ArcGIS Blog

Mar 10, 2020

Dev Summit 2020: Big data analysis using GeoAnalytics Tools

By Tori O'Hara and Sarah Ambrose

GeoAnalytics Tools in ArcGIS leverage spatiotemporal analysis to identify relationships and patterns across a large amount of data.

Using Apache Spark, GeoAnalytics performs parallel analysis to analyze vector and tabular datasets.

With GeoAnalytics Server, organizations can perform distributed analysis across multiple machines, while GeoAnalytics Desktop Tools use ArcGIS Pro to perform parallel analysis with local data on your desktop machine.

At this year’s Developer Summit plenary, Sarah built upon this functionality and demonstrated two different ways that Spark, and new enhancements to GeoAnalytics tools, can be used to improve your big data analysis.

Spatiotemporal Cluster Analysis in ArcGIS Pro

To kick off her demonstration, Sarah showcased the new spatiotemporal clustering algorithm introduced with ArcGIS Pro 2.5 in the Find Point Clusters tool included in the GeoAnalytics Desktop toolbox.

Sarah’s dataset contains 4.5 million points of Uber pickup locations in New York City collected over the span of 5 months.

Spatiotemporal clustering discovers clusters of points based on proximity in time and location. To identify areas of interest within the Uber pickup events, like a surge of customer pickups or a large event being let out, Sarah ran the Find Point Cluster tool to find clusters that had a minimum of 20 pickups within 50 meters and 10 minutes of each other.

Find Point Clusters tool window in ArcGIS Pro

The result shows distinct clusters of Uber pickups that centered around airports, cruises, the US Open, and fashion events.

Result from Find Point Clusters operation — Resulting layer from Find Point Clusters operation

While the Find Point Cluster tool was running, Spark was processing on Sarah’s desktop machine and running parallel analysis across all 32 cores within her geoprocessing environment.
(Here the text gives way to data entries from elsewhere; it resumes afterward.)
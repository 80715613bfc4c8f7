//! File storage for uploaded profile pictures.
//!
//! Handlers talk to the [`FileStorage`] trait so the local-disk backend can be
//! swapped for an object store without touching business logic.
//!
//! # Example
//!
//! ```ignore
//! use registrar_core::file_storage::{FileStorage, LocalFileStorage};
//! use std::path::PathBuf;
//!
//! let storage = LocalFileStorage::new(PathBuf::from("./uploads"), "/media".to_string());
//!
//! let key = storage.save("students/2024-0042.png", &bytes).await?;
//! let url = storage.get_url(&key)?;
//! storage.delete(&key).await?;
//! ```

use std::fmt;
use std::future::Future;
use std::path::PathBuf;
use std::pin::Pin;
use tokio::fs;

pub type StorageFuture<'a, T> = Pin<Box<dyn Future<Output = Result<T, StorageError>> + Send + 'a>>;

/// Abstract trait for file storage backends.
pub trait FileStorage: Send + Sync {
    /// Save file content under `key` and return the key.
    fn save<'a>(&'a self, key: &'a str, content: &'a [u8]) -> StorageFuture<'a, String>;

    /// Delete a file by key. Missing files are not an error.
    fn delete<'a>(&'a self, key: &'a str) -> StorageFuture<'a, ()>;

    /// Public URL for a stored key.
    fn get_url(&self, key: &str) -> Result<String, StorageError>;

    /// Reverse of [`FileStorage::get_url`]; `None` when the URL does not belong to this backend.
    fn key_from_url(&self, url: &str) -> Option<String>;

    /// Checks the MIME type and returns the file extension to store it under.
    fn extension_for(&self, content_type: &str) -> Result<&'static str, StorageError>;
}

/// Error type for file storage operations.
#[derive(Debug)]
pub enum StorageError {
    /// File exceeds maximum allowed size.
    InvalidFileSize { max_bytes: usize },

    /// MIME type not allowed.
    InvalidMimeType {
        received: String,
        allowed: Vec<String>,
    },

    /// I/O error (file system or similar).
    IoError(std::io::Error),

    /// Invalid storage key format.
    InvalidKey(String),
}

impl fmt::Display for StorageError {
    fn fmt(&self, f: &mut fmt::Formatter<'_>) -> fmt::Result {
        match self {
            Self::InvalidFileSize { max_bytes } => {
                write!(f, "File exceeds maximum size of {} bytes", max_bytes)
            }
            Self::InvalidMimeType { received, allowed } => {
                write!(
                    f,
                    "MIME type '{}' not allowed. Allowed types: {}",
                    received,
                    allowed.join(", ")
                )
            }
            Self::IoError(e) => write!(f, "I/O error: {}", e),
            Self::InvalidKey(msg) => write!(f, "Invalid storage key: {}", msg),
        }
    }
}

impl std::error::Error for StorageError {}

impl From<std::io::Error> for StorageError {
    fn from(e: std::io::Error) -> Self {
        Self::IoError(e)
    }
}

const IMAGE_TYPES: [(&str, &str); 3] = [
    ("image/png", "png"),
    ("image/jpeg", "jpg"),
    ("image/webp", "webp"),
];

/// Local filesystem-based storage. Files are served back by a static file
/// service mounted at `base_url`.
#[derive(Clone, Debug)]
pub struct LocalFileStorage {
    base_dir: PathBuf,
    base_url: String,
    max_file_size: usize,
}

impl LocalFileStorage {
    pub fn new(base_dir: PathBuf, base_url: String) -> Self {
        Self::with_max_size(base_dir, base_url, 5 * 1024 * 1024)
    }

    pub fn with_max_size(base_dir: PathBuf, base_url: String, max_file_size: usize) -> Self {
        Self {
            base_dir,
            base_url,
            max_file_size,
        }
    }

    pub fn base_dir(&self) -> &PathBuf {
        &self.base_dir
    }

    /// Rejects empty keys, path traversal, and anything outside `[A-Za-z0-9-_./]`.
    fn validate_key(key: &str) -> Result<(), StorageError> {
        if key.is_empty() || key.contains("..") || key.starts_with('/') {
            return Err(StorageError::InvalidKey(
                "Key must not be empty, contain '..', or start with '/'".to_string(),
            ));
        }

        if !key
            .chars()
            .all(|c| c.is_ascii_alphanumeric() || c == '-' || c == '_' || c == '/' || c == '.')
        {
            return Err(StorageError::InvalidKey(
                "Key contains invalid characters".to_string(),
            ));
        }

        Ok(())
    }
}

impl FileStorage for LocalFileStorage {
    fn save<'a>(&'a self, key: &'a str, content: &'a [u8]) -> StorageFuture<'a, String> {
        Box::pin(async move {
            Self::validate_key(key)?;

            if content.len() > self.max_file_size {
                return Err(StorageError::InvalidFileSize {
                    max_bytes: self.max_file_size,
                });
            }

            let file_path = self.base_dir.join(key);
            if let Some(parent) = file_path.parent() {
                fs::create_dir_all(parent).await?;
            }
            fs::write(&file_path, content).await?;

            Ok(key.to_string())
        })
    }

    fn delete<'a>(&'a self, key: &'a str) -> StorageFuture<'a, ()> {
        Box::pin(async move {
            Self::validate_key(key)?;

            match fs::remove_file(self.base_dir.join(key)).await {
                Ok(_) => Ok(()),
                Err(e) if e.kind() == std::io::ErrorKind::NotFound => Ok(()),
                Err(e) => Err(e.into()),
            }
        })
    }

    fn get_url(&self, key: &str) -> Result<String, StorageError> {
        Self::validate_key(key)?;
        Ok(format!("{}/{}", self.base_url.trim_end_matches('/'), key))
    }

    fn key_from_url(&self, url: &str) -> Option<String> {
        let prefix = format!("{}/", self.base_url.trim_end_matches('/'));
        url.strip_prefix(&prefix)
            .filter(|key| Self::validate_key(key).is_ok())
            .map(str::to_string)
    }

    fn extension_for(&self, content_type: &str) -> Result<&'static str, StorageError> {
        IMAGE_TYPES
            .iter()
            .find(|(mime, _)| *mime == content_type)
            .map(|(_, ext)| *ext)
            .ok_or_else(|| StorageError::InvalidMimeType {
                received: content_type.to_string(),
                allowed: IMAGE_TYPES.iter().map(|(mime, _)| mime.to_string()).collect(),
            })
    }
}

#[cfg(test)]
mod tests {
    use super::*;

    fn storage() -> LocalFileStorage {
        LocalFileStorage::new(PathBuf::from("./uploads"), "/media".to_string())
    }

    #[test]
    fn test_validate_key_accepts_valid_keys() {
        assert!(LocalFileStorage::validate_key("students/2024-0042.png").is_ok());
        assert!(LocalFileStorage::validate_key("students/abc_123.webp").is_ok());
    }

    #[test]
    fn test_validate_key_rejects_path_traversal() {
        assert!(LocalFileStorage::validate_key("../../../etc/passwd").is_err());
        assert!(LocalFileStorage::validate_key("..\\windows\\system32").is_err());
    }

    #[test]
    fn test_validate_key_rejects_absolute_paths() {
        assert!(LocalFileStorage::validate_key("/etc/passwd").is_err());
        assert!(LocalFileStorage::validate_key("\\windows\\system32").is_err());
    }

    #[test]
    fn test_url_round_trip() {
        let storage = storage();
        let url = storage.get_url("students/2024-0042.png").unwrap();
        assert_eq!(url, "/media/students/2024-0042.png");
        assert_eq!(
            storage.key_from_url(&url).as_deref(),
            Some("students/2024-0042.png")
        );
    }

    #[test]
    fn test_get_url_handles_trailing_slash() {
        let storage = LocalFileStorage::new(
            PathBuf::from("./uploads"),
            "http://localhost:3000/media/".to_string(),
        );
        let url = storage.get_url("students/a.png").unwrap();
        assert_eq!(url, "http://localhost:3000/media/students/a.png");
    }

    #[test]
    fn test_key_from_foreign_url_is_none() {
        assert!(storage().key_from_url("https://cdn.example.com/a.png").is_none());
        assert!(storage().key_from_url("/media/../secret").is_none());
    }

    #[test]
    fn test_extension_for_images() {
        let storage = storage();
        assert_eq!(storage.extension_for("image/png").unwrap(), "png");
        assert_eq!(storage.extension_for("image/jpeg").unwrap(), "jpg");
        assert!(matches!(
            storage.extension_for("application/pdf"),
            Err(StorageError::InvalidMimeType { .. })
        ));
    }

    #[tokio::test]
    async fn test_save_rejects_oversized_file() {
        let storage = LocalFileStorage::with_max_size(
            std::env::temp_dir().join("registrar-storage-test"),
            "/media".to_string(),
            4,
        );
        let result = storage.save("students/big.png", b"12345").await;
        assert!(matches!(
            result,
            Err(StorageError::InvalidFileSize { max_bytes: 4 })
        ));
    }

    #[tokio::test]
    async fn test_save_and_delete() {
        let dir = std::env::temp_dir().join(format!("registrar-{}", uuid::Uuid::new_v4()));
        let storage = LocalFileStorage::new(dir.clone(), "/media".to_string());

        let key = storage.save("students/pic.png", b"png-bytes").await.unwrap();
        assert!(dir.join(&key).exists());

        storage.delete(&key).await.unwrap();
        assert!(!dir.join(&key).exists());

        // deleting twice is fine
        storage.delete(&key).await.unwrap();
    }
}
Parallel analysis allows for computationally expensive operations, such as Find Point Clusters, to be performed across multiple cores to speed up analysis and improve overall performance.

Desktop core usage when Find Point Clusters is running

See this blog on spatiotemporal clustering with GeoAnalytics to learn more about how clustering can be used with GeoAnalytics Server and GeoAnalytics Desktop tools.

Summarize Large Data Using a Spark Pipeline

For the second half of her demonstration, Sarah showed a custom notebook she had created to analyze 2.8 billion GPS points of AIS shipping data from Marine Cadastre using her own custom Spark using the tool run_python_script method.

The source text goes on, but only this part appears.